Directions for this task:
Which lines of the records below contain the word "probed"? Show each one.

Start of Dataset extract

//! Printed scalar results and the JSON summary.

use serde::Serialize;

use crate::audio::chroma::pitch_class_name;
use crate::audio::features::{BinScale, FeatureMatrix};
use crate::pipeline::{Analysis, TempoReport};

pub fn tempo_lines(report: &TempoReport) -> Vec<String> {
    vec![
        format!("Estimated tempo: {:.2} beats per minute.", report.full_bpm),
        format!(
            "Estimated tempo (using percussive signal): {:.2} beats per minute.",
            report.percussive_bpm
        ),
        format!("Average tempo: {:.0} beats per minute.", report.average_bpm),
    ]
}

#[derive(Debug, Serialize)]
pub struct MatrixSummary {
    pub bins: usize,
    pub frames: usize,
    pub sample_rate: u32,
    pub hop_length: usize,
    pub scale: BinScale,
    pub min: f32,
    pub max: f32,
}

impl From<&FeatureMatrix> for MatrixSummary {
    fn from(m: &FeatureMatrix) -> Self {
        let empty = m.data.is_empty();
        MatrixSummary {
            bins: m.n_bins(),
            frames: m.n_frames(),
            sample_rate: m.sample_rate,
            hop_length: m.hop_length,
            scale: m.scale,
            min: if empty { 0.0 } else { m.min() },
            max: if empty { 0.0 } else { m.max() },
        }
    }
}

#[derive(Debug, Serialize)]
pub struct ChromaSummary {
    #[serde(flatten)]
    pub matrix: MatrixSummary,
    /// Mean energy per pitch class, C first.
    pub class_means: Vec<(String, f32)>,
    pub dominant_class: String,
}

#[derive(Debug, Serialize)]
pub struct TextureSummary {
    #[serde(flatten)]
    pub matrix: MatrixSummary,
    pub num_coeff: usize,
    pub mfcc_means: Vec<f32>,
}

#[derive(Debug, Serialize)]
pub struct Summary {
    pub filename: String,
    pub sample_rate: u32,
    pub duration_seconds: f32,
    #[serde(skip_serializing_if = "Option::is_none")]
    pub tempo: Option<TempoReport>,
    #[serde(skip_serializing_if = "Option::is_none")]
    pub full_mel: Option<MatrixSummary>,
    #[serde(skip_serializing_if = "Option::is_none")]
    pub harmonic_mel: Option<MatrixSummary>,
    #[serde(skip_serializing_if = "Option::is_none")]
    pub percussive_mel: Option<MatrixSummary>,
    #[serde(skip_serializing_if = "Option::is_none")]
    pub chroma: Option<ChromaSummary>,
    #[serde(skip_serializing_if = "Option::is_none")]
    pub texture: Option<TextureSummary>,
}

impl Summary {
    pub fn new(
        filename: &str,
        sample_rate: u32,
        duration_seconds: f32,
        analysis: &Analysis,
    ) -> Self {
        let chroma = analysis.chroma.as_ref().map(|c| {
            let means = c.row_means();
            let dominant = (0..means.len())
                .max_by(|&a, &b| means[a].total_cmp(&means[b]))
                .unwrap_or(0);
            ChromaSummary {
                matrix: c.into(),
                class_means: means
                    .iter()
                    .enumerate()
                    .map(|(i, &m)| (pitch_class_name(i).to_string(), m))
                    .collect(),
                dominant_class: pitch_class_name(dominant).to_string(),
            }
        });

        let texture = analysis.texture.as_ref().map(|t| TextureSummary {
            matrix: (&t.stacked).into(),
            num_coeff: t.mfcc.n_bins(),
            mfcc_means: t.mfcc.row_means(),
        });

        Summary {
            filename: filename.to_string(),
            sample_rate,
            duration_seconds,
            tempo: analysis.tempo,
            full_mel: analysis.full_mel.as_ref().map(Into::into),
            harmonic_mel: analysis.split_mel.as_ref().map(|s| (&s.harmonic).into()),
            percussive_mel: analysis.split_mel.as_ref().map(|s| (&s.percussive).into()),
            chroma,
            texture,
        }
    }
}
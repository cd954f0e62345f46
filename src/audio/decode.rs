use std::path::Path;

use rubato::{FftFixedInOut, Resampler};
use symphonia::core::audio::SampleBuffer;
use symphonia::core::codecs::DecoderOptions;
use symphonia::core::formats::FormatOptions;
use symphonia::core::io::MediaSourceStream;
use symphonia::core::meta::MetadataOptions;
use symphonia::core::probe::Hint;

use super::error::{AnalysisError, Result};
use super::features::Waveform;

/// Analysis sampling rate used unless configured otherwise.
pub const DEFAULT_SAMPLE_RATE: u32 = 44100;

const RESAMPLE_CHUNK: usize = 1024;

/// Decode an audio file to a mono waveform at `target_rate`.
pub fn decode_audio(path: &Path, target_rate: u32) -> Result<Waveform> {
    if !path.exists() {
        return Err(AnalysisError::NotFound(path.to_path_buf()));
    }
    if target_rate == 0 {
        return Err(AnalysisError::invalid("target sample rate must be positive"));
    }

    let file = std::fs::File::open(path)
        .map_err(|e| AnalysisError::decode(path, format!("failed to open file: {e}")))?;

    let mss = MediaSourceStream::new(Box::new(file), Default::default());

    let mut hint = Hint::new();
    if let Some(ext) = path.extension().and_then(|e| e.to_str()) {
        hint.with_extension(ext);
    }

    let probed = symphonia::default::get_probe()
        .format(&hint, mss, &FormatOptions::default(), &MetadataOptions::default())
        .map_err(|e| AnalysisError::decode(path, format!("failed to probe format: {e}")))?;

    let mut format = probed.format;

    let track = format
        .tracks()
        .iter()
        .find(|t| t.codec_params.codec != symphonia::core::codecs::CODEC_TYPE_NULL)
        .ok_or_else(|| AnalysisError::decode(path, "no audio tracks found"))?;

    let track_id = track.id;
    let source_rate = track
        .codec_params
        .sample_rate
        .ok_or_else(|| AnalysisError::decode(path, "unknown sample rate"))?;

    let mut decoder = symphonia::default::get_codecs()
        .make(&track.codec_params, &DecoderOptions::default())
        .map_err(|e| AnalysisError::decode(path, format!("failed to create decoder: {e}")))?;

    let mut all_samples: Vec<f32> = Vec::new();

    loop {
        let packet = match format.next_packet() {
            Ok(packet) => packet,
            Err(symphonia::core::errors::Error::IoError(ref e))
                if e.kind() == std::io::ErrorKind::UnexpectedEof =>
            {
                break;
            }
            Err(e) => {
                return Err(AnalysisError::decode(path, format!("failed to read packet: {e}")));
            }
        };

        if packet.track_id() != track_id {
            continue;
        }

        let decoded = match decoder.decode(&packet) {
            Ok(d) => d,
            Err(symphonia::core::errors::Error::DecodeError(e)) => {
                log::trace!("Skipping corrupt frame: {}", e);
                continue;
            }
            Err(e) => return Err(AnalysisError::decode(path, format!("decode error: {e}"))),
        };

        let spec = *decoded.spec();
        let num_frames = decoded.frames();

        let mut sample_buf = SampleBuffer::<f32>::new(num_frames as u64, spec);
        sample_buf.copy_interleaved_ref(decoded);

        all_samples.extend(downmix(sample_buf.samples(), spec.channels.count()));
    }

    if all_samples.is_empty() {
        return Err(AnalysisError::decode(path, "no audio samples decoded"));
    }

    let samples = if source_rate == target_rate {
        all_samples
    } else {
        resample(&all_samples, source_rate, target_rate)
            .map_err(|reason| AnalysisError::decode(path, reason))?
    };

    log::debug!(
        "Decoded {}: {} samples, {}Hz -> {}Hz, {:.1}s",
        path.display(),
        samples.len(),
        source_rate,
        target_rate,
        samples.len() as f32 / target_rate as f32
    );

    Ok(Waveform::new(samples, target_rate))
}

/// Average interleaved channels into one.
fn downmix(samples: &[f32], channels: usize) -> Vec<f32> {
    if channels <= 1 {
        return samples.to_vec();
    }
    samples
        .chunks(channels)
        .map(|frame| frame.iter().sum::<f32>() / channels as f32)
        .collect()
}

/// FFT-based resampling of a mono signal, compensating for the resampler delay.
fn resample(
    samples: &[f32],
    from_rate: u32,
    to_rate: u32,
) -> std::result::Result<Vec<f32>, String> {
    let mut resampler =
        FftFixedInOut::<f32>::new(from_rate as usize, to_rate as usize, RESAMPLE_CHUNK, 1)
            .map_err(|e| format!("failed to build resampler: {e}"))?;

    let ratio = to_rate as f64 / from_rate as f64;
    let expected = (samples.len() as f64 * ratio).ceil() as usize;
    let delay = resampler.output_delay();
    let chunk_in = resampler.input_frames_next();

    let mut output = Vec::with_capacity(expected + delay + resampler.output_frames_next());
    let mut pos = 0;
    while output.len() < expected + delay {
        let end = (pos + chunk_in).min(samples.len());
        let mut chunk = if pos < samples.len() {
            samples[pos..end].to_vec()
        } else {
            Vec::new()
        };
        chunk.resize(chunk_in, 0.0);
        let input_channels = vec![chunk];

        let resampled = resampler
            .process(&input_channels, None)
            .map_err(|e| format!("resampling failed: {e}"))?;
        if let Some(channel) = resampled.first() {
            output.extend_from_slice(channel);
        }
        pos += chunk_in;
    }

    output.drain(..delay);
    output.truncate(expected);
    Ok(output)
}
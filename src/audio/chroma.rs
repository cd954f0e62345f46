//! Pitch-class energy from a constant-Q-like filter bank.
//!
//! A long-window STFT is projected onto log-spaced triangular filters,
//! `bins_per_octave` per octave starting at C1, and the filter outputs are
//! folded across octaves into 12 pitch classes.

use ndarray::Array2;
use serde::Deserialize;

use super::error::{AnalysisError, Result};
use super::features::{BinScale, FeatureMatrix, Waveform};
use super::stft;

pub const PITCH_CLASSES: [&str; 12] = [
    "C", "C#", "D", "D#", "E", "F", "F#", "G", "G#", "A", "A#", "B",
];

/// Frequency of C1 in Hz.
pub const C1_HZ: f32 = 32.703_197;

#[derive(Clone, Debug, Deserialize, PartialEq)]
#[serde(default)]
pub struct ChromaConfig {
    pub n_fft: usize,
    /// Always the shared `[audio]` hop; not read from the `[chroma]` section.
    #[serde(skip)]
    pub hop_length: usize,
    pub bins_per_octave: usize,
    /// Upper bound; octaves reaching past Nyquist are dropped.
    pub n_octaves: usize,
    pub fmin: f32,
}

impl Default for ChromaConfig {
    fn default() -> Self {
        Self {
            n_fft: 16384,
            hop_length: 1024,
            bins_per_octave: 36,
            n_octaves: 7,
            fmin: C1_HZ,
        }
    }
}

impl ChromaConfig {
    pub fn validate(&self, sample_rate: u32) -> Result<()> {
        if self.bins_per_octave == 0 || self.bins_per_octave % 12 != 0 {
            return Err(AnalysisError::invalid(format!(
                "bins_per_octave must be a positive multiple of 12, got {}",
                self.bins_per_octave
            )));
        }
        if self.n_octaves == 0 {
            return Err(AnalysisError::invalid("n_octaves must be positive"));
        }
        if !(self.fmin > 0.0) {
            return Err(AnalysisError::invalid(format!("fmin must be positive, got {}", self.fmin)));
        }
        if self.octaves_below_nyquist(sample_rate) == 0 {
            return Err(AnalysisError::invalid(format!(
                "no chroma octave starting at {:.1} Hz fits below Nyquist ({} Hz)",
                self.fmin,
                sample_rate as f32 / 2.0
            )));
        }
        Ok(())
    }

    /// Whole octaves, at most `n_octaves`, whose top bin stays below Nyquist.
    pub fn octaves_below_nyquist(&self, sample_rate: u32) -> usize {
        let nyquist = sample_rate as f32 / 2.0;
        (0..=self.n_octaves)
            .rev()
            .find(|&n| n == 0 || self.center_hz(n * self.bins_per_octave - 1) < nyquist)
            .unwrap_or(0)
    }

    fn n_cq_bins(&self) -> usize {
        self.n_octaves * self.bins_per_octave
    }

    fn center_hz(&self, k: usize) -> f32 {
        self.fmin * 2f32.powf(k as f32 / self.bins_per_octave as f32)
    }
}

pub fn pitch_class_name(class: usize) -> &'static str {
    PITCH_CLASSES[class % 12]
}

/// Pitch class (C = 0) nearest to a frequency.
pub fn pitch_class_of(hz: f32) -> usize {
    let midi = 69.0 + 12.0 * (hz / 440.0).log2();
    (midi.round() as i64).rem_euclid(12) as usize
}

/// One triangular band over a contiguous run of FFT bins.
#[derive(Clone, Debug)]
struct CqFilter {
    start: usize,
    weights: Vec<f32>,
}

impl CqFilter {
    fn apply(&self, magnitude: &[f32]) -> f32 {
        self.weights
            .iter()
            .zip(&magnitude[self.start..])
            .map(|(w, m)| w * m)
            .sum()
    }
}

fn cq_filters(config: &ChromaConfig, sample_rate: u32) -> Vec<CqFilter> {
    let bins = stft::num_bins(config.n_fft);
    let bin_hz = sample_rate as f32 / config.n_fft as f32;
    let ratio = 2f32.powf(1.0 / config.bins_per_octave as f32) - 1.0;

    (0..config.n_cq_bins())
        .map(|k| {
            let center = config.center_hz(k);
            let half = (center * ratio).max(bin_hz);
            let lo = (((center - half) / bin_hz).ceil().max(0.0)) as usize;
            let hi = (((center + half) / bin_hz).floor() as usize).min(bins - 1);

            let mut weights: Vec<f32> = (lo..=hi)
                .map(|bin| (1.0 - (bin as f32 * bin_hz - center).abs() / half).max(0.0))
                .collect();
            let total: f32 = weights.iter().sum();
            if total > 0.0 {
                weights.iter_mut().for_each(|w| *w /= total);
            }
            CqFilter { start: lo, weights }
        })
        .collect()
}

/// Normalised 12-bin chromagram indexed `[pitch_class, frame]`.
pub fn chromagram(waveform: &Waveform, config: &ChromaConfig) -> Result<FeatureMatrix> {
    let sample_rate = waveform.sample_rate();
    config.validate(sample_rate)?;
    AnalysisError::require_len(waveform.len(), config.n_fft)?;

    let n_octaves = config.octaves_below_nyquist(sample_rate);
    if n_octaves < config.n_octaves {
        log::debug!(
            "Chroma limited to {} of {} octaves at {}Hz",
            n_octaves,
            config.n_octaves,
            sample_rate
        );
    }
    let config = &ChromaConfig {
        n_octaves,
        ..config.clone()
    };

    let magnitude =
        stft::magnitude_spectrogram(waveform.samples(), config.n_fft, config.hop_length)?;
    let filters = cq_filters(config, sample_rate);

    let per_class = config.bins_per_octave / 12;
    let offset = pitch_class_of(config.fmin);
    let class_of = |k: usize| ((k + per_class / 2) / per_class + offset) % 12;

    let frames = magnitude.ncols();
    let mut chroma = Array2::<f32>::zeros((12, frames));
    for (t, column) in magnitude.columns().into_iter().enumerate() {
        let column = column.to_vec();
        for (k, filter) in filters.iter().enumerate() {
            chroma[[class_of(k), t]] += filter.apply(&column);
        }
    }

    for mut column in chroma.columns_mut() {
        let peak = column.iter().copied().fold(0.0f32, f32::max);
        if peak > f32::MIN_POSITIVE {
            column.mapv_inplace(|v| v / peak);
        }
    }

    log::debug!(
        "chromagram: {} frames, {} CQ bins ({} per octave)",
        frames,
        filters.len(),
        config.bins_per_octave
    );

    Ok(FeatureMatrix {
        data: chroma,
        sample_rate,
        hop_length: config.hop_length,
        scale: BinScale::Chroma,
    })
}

End of Dataset extract

Your response:
    let probed = symphonia::default::get_probe()
    let mut format = probed.format;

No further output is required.